Victims' campaigner bids to intervene in London Supreme Court Brexit case
Victims' campaigner Raymond McCord will attempt to intervene when the Supreme Court examines the lawfulness of Prime Minister Boris Johnson's decision to close parliament, he announced on Thursday night.
The Belfast man has decided to seek permission to be heard at next week's proceedings in London as part of his wider legal bid to halt a no-deal Brexit.
He confirmed the plans after a senior judge dismissed his challenge to any departure from the EU without an agreement.
Lord Justice McCloskey ruled that it involved political matters on which the courts should not intervene.
Mr McCord was seeking to judicially review the Prime Minister and UK government, claiming that a no-deal exit on October 31 would threaten the Northern Ireland peace process.
His case was one of three linked challenges rejected at the High Court in Belfast.
Mr McCord, whose son Raymond Jr was murdered by loyalist paramilitaries in 1997, still intends to contest the verdict at Norhern Ireland's Court of Appeal.
His lawyers also explored seeking an urgent hearing on the prorogation of parliament, which they contend was unlawful.
That issue was not dealt with at the hearing in Belfast because it was the subject of separate cases heard the courts in England and Scotland.
But with the Supreme Court set to determine the legality of the parliamentary shutdown next week, the campaigner has decided to take that part of case directly to London.
He confirmed: "I've instructed my legal team to apply for intervention in the Supreme Court due to the timeframe.
"My appeal would not be dealt with in time for the Supreme Court on Tuesday and Northern Ireland needs to heard and represented.
"This will hopefully ensure my case is heard and Northern Ireland has a voice and representation alongside the rest of the UK at the highest court in the land."
Earlier on Thursday Lord Justice McCloskey rejected all grounds of challenge to the government's Brexit strategy.
He held that the three cases were non-justiciable.
According to his determination the actions indisputably focused on political issues, and targeted unpredictable and rapidly evolving government policy at national and international levels.

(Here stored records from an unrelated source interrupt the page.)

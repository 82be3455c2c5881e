//! URL query string and cookie encoding of the dashboard view state.
//!
//! Query keys: `executionId`, `filters`, `search`, `sortColumn`, `direction`,
//! `page`, `rows`. The `filters` value is a `,`-separated token list:
//!
//! ```text
//! resource:<name>
//! column:<column>=<v1>|<v2>
//! search:<text>
//! tag:<key>=<value>
//! ```
//!
//! Every atomic part is percent-encoded, so the delimiters `, : = |` only ever
//! appear as delimiters; `serde_qs` then encodes the whole value once more for
//! the address bar. Decoding never fails: bad values fall back to the
//! defaults of [`TableViewState`] and bad tokens are dropped.

use std::borrow::Cow;

use contracts::dashboards::d410_resource_waste::filter::{
    COLUMN_FILTER_PREFIX, RESOURCE_FILTER_PREFIX, SEARCH_FILTER_PREFIX, TAG_FILTER_PREFIX,
};
use contracts::dashboards::d410_resource_waste::table_state::DEFAULT_ROWS_PER_PAGE;
use contracts::dashboards::d410_resource_waste::{Filter, FilterKind, SortDirection, TableViewState};
use serde::{Deserialize, Serialize};

const QS_MAX_DEPTH: usize = 5;
const TOKEN_SEPARATOR: char = ',';
const VALUE_SEPARATOR: char = '|';

/// Everything the address bar carries
#[derive(Debug, Clone, PartialEq, Eq, Default)]
pub struct ViewQuery {
    pub execution_id: Option<String>,
    pub filters: Vec<Filter>,
    pub table: TableViewState,
}

impl ViewQuery {
    /// Canonical form: filters ordered by id
    pub fn normalized(&self) -> Self {
        let mut next = self.clone();
        next.filters.sort_by(|a, b| a.id.cmp(&b.id));
        next
    }
}

/// Raw address-bar fields; typed parsing happens after, per field, so one bad
/// value never costs the others.
#[derive(Debug, Default, Serialize, Deserialize)]
#[serde(default)]
struct RawQuery {
    #[serde(rename = "executionId", skip_serializing_if = "Option::is_none")]
    execution_id: Option<String>,
    #[serde(skip_serializing_if = "Option::is_none")]
    filters: Option<String>,
    #[serde(skip_serializing_if = "Option::is_none")]
    search: Option<String>,
    #[serde(rename = "sortColumn", skip_serializing_if = "Option::is_none")]
    sort_column: Option<String>,
    #[serde(skip_serializing_if = "Option::is_none")]
    direction: Option<String>,
    #[serde(skip_serializing_if = "Option::is_none")]
    page: Option<String>,
    #[serde(skip_serializing_if = "Option::is_none")]
    rows: Option<String>,
}

fn non_empty(value: &str) -> Option<String> {
    (!value.is_empty()).then(|| value.to_string())
}

pub fn encode(query: &ViewQuery) -> String {
    let table = &query.table;
    let raw = RawQuery {
        execution_id: query.execution_id.as_deref().and_then(non_empty),
        filters: non_empty(&encode_filter_list(&query.filters)),
        search: non_empty(&table.search_text),
        sort_column: non_empty(&table.sort_column),
        direction: (table.sort_direction != SortDirection::default())
            .then(|| table.sort_direction.as_str().to_string()),
        page: (table.page != 0).then(|| table.page.to_string()),
        rows: (table.rows_per_page != DEFAULT_ROWS_PER_PAGE).then(|| table.rows_per_page.to_string()),
    };

    serde_qs::to_string(&raw).unwrap_or_else(|e| {
        log::debug!("filter_codec: cannot encode query: {}", e);
        String::new()
    })
}

pub fn decode(query: &str) -> ViewQuery {
    let query = query.trim_start_matches('?');
    // Lenient mode: invalid UTF-8 escapes degrade to U+FFFD instead of failing
    let raw: RawQuery = match serde_qs::Config::new(QS_MAX_DEPTH, false).deserialize_str(query) {
        Ok(raw) => raw,
        Err(e) => {
            log::debug!("filter_codec: unreadable query `{}`: {}", query, e);
            return ViewQuery::default();
        }
    };

    let mut out = ViewQuery {
        execution_id: raw.execution_id.filter(|v| !v.is_empty()),
        filters: raw.filters.as_deref().map(decode_filter_list).unwrap_or_default(),
        ..ViewQuery::default()
    };

    let table = &mut out.table;
    table.search_text = raw.search.unwrap_or_default();
    table.sort_column = raw.sort_column.unwrap_or_default();
    table.sort_direction = raw
        .direction
        .as_deref()
        .and_then(|v| SortDirection::parse(v.trim()))
        .unwrap_or_default();
    table.page = raw
        .page
        .as_deref()
        .and_then(|v| v.trim().parse().ok())
        .unwrap_or(0);
    table.rows_per_page = raw
        .rows
        .as_deref()
        .and_then(|v| v.trim().parse().ok())
        .filter(|rows| TableViewState::is_valid_rows_per_page(*rows))
        .unwrap_or(DEFAULT_ROWS_PER_PAGE);

    out
}

/// Single cookie-safe string for a filter list
pub fn encode_cookie(filters: &[Filter]) -> String {
    urlencoding::encode(&encode_filter_list(filters)).into_owned()
}

pub fn decode_cookie(raw: &str) -> Vec<Filter> {
    match urlencoding::decode(raw.trim()) {
        Ok(list) => decode_filter_list(&list),
        Err(e) => {
            log::debug!("filter_codec: unreadable filter cookie: {}", e);
            Vec::new()
        }
    }
}

/// Filters in canonical (id) order, joined into the `filters` value
pub fn encode_filter_list(filters: &[Filter]) -> String {
    let mut sorted: Vec<&Filter> = filters.iter().collect();
    sorted.sort_by(|a, b| a.id.cmp(&b.id));
    sorted
        .into_iter()
        .filter_map(encode_filter_token)
        .collect::<Vec<_>>()
        .join(&TOKEN_SEPARATOR.to_string())
}

/// Parses a `filters` value; the last occurrence of an id wins, at the
/// position of the first one.
pub fn decode_filter_list(raw: &str) -> Vec<Filter> {
    let mut out: Vec<Filter> = Vec::new();
    for token in raw.split(TOKEN_SEPARATOR).filter(|t| !t.is_empty()) {
        match decode_filter_token(token) {
            Some(filter) => match out.iter_mut().find(|f| f.id == filter.id) {
                Some(existing) => *existing = filter,
                None => out.push(filter),
            },
            None => log::debug!("filter_codec: dropping malformed filter token `{}`", token),
        }
    }
    out
}

fn encode_filter_token(filter: &Filter) -> Option<String> {
    match filter.kind {
        FilterKind::Resource => {
            let name = filter.resource_name()?;
            Some(format!("resource:{}", encode_component(name)))
        }
        FilterKind::Column => {
            let column = filter.column.as_deref()?;
            let values = filter
                .values
                .iter()
                .map(|v| encode_component(v))
                .collect::<Vec<_>>()
                .join(&VALUE_SEPARATOR.to_string());
            Some(format!("column:{}={}", encode_component(column), values))
        }
        FilterKind::Search => {
            let text = filter.id.strip_prefix(SEARCH_FILTER_PREFIX)?;
            Some(format!("search:{}", encode_component(text)))
        }
        FilterKind::Tag => {
            let key = filter.column.as_deref()?;
            let value = filter.values.first()?;
            Some(format!("tag:{}={}", encode_component(key), encode_component(value)))
        }
    }
}

fn decode_filter_token(token: &str) -> Option<Filter> {
    let (kind, rest) = token.split_once(':')?;
    match format!("{}:", kind).as_str() {
        RESOURCE_FILTER_PREFIX => {
            let name = decode_component(rest).filter(|n| !n.is_empty())?;
            Some(Filter::resource(&name))
        }
        COLUMN_FILTER_PREFIX => {
            let (column, values) = rest.split_once('=')?;
            let column = decode_component(column).filter(|c| !c.is_empty())?;
            let values = if values.is_empty() {
                Vec::new()
            } else {
                values
                    .split(VALUE_SEPARATOR)
                    .map(decode_component)
                    .collect::<Option<Vec<_>>>()?
            };
            Some(Filter::column(&column, values))
        }
        SEARCH_FILTER_PREFIX => {
            let text = decode_component(rest).filter(|t| !t.is_empty())?;
            Some(Filter::search(&text))
        }
        TAG_FILTER_PREFIX => {
            let (key, value) = rest.split_once('=')?;
            let key = decode_component(key).filter(|k| !k.is_empty())?;
            let value = decode_component(value)?;
            Some(Filter::tag(&key, &value))
        }
        _ => None,
    }
}

fn encode_component(value: &str) -> String {
    urlencoding::encode(value).into_owned()
}

fn decode_component(raw: &str) -> Option<String> {
    urlencoding::decode(raw).ok().map(Cow::into_owned)
}

#[cfg(test)]
mod tests {
    use super::*;

    fn sample_filters() -> Vec<Filter> {
        vec![
            Filter::resource("ec2_instances"),
            Filter::column("Status", vec!["Stopped".into(), "Error".into()]),
            Filter::search("vol,1|a:b=c&d e+f"),
            Filter::tag("team", "data platform"),
        ]
    }

    #[test]
    fn test_round_trip_is_normalized() {
        let query = ViewQuery {
            execution_id: Some("general_1617617627".into()),
            filters: sample_filters(),
            table: TableViewState {
                page: 2,
                rows_per_page: 50,
                sort_column: "PricePerMonth".into(),
                sort_direction: SortDirection::Asc,
                search_text: "i-0a b".into(),
            },
        };
        assert_eq!(decode(&encode(&query)), query.normalized());
    }

    #[test]
    fn test_decode_encode_is_idempotent() {
        let raw = "?filters=resource:ebs,column:Data.Region=us-east-1|eu-west-1&page=4&utm=x&rows=100";
        let once = encode(&decode(raw));
        let twice = encode(&decode(&once));
        assert_eq!(once, twice);
    }

    #[test]
    fn test_defaults_are_omitted() {
        assert_eq!(encode(&ViewQuery::default()), "");
        let query = ViewQuery {
            filters: vec![Filter::resource("rds")],
            ..ViewQuery::default()
        };
        assert_eq!(encode(&query), "filters=resource%3Ards");
    }

    #[test]
    fn test_filters_written_in_id_order() {
        let query = ViewQuery {
            filters: vec![Filter::search("x"), Filter::resource("ebs")],
            ..ViewQuery::default()
        };
        assert_eq!(encode(&query), "filters=resource%3Aebs%2Csearch%3Ax");
    }

    #[test]
    fn test_malformed_values_fail_soft() {
        let q = decode("page=abc&rows=7&direction=sideways&sortColumn=ID");
        assert_eq!(q.table.page, 0);
        assert_eq!(q.table.rows_per_page, 20);
        assert_eq!(q.table.sort_direction, SortDirection::Desc);
        assert_eq!(q.table.sort_column, "ID");

        let q = decode("page=-1&filters=bogus:1,resource:,column:nocolumnvalue,resource:ok");
        assert_eq!(q.table.page, 0);
        assert_eq!(q.filters, vec![Filter::resource("ok")]);

        let q = decode("search=%E0%A4%A&page=%ZZ&rows=50");
        assert!(q.table.search_text.starts_with('\u{FFFD}'));
        assert_eq!(q.table.page, 0);
        assert_eq!(q.table.rows_per_page, 50);
    }

    #[test]
    fn test_unknown_keys_are_ignored() {
        let q = decode("executionId=exec_9&theme=dark&fbclid=abc");
        assert_eq!(q.execution_id.as_deref(), Some("exec_9"));
        assert!(q.filters.is_empty());
        assert_eq!(q.table, TableViewState::default());
    }

    #[test]
    fn test_plus_decodes_to_space() {
        assert_eq!(decode("search=hello+world").table.search_text, "hello world");
        assert_eq!(decode("search=a%2Bb").table.search_text, "a+b");
    }

    #[test]
    fn test_percent_encoded_filter_list() {
        let q = decode("filters=resource%3Aebs_volumes");
        assert_eq!(q.filters, vec![Filter::resource("ebs_volumes")]);
    }

    #[test]
    fn test_hand_written_query_with_raw_delimiters() {
        let q = decode("?filters=resource:ebs,column:Data.Region=us-east-1|eu-west-1&direction=asc");
        assert_eq!(
            q.filters,
            vec![
                Filter::resource("ebs"),
                Filter::column("Region", vec!["us-east-1".into(), "eu-west-1".into()]),
            ]
        );
        assert_eq!(q.table.sort_direction, SortDirection::Asc);
    }

    #[test]
    fn test_repeated_key_falls_back_to_defaults() {
        assert_eq!(decode("page=2&page=3"), ViewQuery::default());
    }

    #[test]
    fn test_duplicate_ids_keep_last_value() {
        let q = decode("filters=column:Data.Status=Stopped,resource:a,column:Data.Status=Error");
        assert_eq!(
            q.filters,
            vec![Filter::column("Status", vec!["Error".into()]), Filter::resource("a")]
        );
    }

    #[test]
    fn test_cookie_round_trip() {
        let filters = sample_filters();
        let cookie = encode_cookie(&filters);
        assert!(!cookie.contains(&[';', ',', ' ', '"'][..]));

        let mut expected = filters.clone();
        expected.sort_by(|a, b| a.id.cmp(&b.id));
        assert_eq!(decode_cookie(&cookie), expected);
        assert!(decode_cookie("%E0%A4%A").is_empty());
    }
}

"Within the world of politics the well recognised phenomena of claim and counter-claim, assertion and counter-assertion, allegation and denial, blow and counter-blow, alternation and modification of government policy, public statements, unpublished deliberations, posturing, strategy and tactics are the very essence of what is both countenanced and permitted in a democratic society," he said.
Judicial functions must respect boundaries, while a concrete and completed act of government is an essential pre-requisite for the courts to become involved.
Lord Justice McCloskey declared: "Considered in their totality (the applicants challenges) point inexorably to the conclusion that these cases trespass upon the prohibited domain of the non-justiciable.
"They qualify to be dismissed on this ground alone."
His decision underpinned a verdict reached by English judges in a separate challenge to Mr Johnson's decision to suspend parliament for five weeks ahead of the October 31 deadline.
With a Scottish court ruling that the Prime Minister acted unlawfully over the prorogation move, the Supreme Court in London will now clarify the legal position.